START Input data

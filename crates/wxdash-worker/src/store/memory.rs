use std::collections::BTreeMap;

use async_trait::async_trait;
use parking_lot::RwLock;

use super::{CacheError, CacheResult, CacheStorage};
use crate::http::Response;

type Namespace = BTreeMap<String, Response>;

/// Process-local cache storage.
#[derive(Debug, Default)]
pub struct MemoryCacheStorage {
    namespaces: RwLock<BTreeMap<String, Namespace>>,
    /// Total entries allowed across all namespaces.
    max_entries: Option<usize>,
}

impl MemoryCacheStorage {
    pub fn new() -> Self {
        Self::default()
    }

    /// Storage that rejects new entries once `max_entries` are held.
    /// Overwriting an existing key is always allowed.
    pub fn with_quota(max_entries: usize) -> Self {
        Self {
            namespaces: RwLock::new(BTreeMap::new()),
            max_entries: Some(max_entries),
        }
    }

    pub fn entry_count(&self) -> usize {
        self.namespaces.read().values().map(BTreeMap::len).sum()
    }
}

#[async_trait]
impl CacheStorage for MemoryCacheStorage {
    async fn open(&self, name: &str) -> CacheResult<()> {
        self.namespaces.write().entry(name.to_string()).or_default();
        Ok(())
    }

    async fn get(&self, name: &str, key: &str) -> CacheResult<Option<Response>> {
        Ok(self
            .namespaces
            .read()
            .get(name)
            .and_then(|ns| ns.get(key))
            .cloned())
    }

    async fn put(&self, name: &str, key: &str, response: Response) -> CacheResult<()> {
        let mut namespaces = self.namespaces.write();

        if let Some(limit) = self.max_entries {
            let exists = namespaces
                .get(name)
                .is_some_and(|ns| ns.contains_key(key));
            let held: usize = namespaces.values().map(BTreeMap::len).sum();
            if !exists && held >= limit {
                return Err(CacheError::QuotaExceeded(format!(
                    "limit of {} entries reached",
                    limit
                )));
            }
        }

        namespaces
            .entry(name.to_string())
            .or_default()
            .insert(key.to_string(), response);
        Ok(())
    }

    async fn delete(&self, name: &str, key: &str) -> CacheResult<bool> {
        Ok(self
            .namespaces
            .write()
            .get_mut(name)
            .is_some_and(|ns| ns.remove(key).is_some()))
    }

    async fn keys(&self, name: &str) -> CacheResult<Vec<String>> {
        Ok(self
            .namespaces
            .read()
            .get(name)
            .map(|ns| ns.keys().cloned().collect())
            .unwrap_or_default())
    }

    async fn namespaces(&self) -> CacheResult<Vec<String>> {
        Ok(self.namespaces.read().keys().cloned().collect())
    }

    async fn delete_namespace(&self, name: &str) -> CacheResult<bool> {
        Ok(self.namespaces.write().remove(name).is_some())
    }
}
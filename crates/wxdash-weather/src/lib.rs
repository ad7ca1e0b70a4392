//! Weather data for the wxdash dashboard
//!
//! Geocoding and forecasts from Open-Meteo, fetched through the offline
//! worker, plus unit formatting for display and a local store of saved
//! locations and recent searches.

pub mod history;
pub mod provider;
pub mod types;
pub mod units;

pub use history::{LocationStore, RecentSearch, SavedLocation, RECENT_LIMIT};
pub use provider::WeatherProvider;
pub use types::*;
pub use units::{compass_direction, format_pressure, format_speed, format_temperature};
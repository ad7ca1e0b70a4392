pub mod config;
pub mod error;

pub use config::{
    CacheConfig, Config, StoreBackend, UnitSystem, ValidationResult, WeatherConfig,
};
pub use error::{
    AppError, ConfigError, ForecastError, NetworkError, ReqwestErrorExt, RusqliteErrorExt,
    StoreError,
};

use anyhow::Result;

/// Initialize logging for the application
pub fn init() -> Result<()> {
    tracing_subscriber::fmt()
        .with_env_filter(
            tracing_subscriber::EnvFilter::try_from_default_env()
                .unwrap_or_else(|_| tracing_subscriber::EnvFilter::new("info")),
        )
        .try_init()
        .map_err(|e| anyhow::anyhow!("Failed to install tracing subscriber: {}", e))?;

    tracing::info!("wxdash core initialized");
    Ok(())
}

END Input data

- **Exercise description**
Only lines containing the string "BTreeMap" are needed. Pull each of them out of the records above.

- **Solution**
use std::collections::BTreeMap;
type Namespace = BTreeMap<String, Response>;
    namespaces: RwLock<BTreeMap<String, Namespace>>,
            namespaces: RwLock::new(BTreeMap::new()),
        self.namespaces.read().values().map(BTreeMap::len).sum()
            let held: usize = namespaces.values().map(BTreeMap::len).sum();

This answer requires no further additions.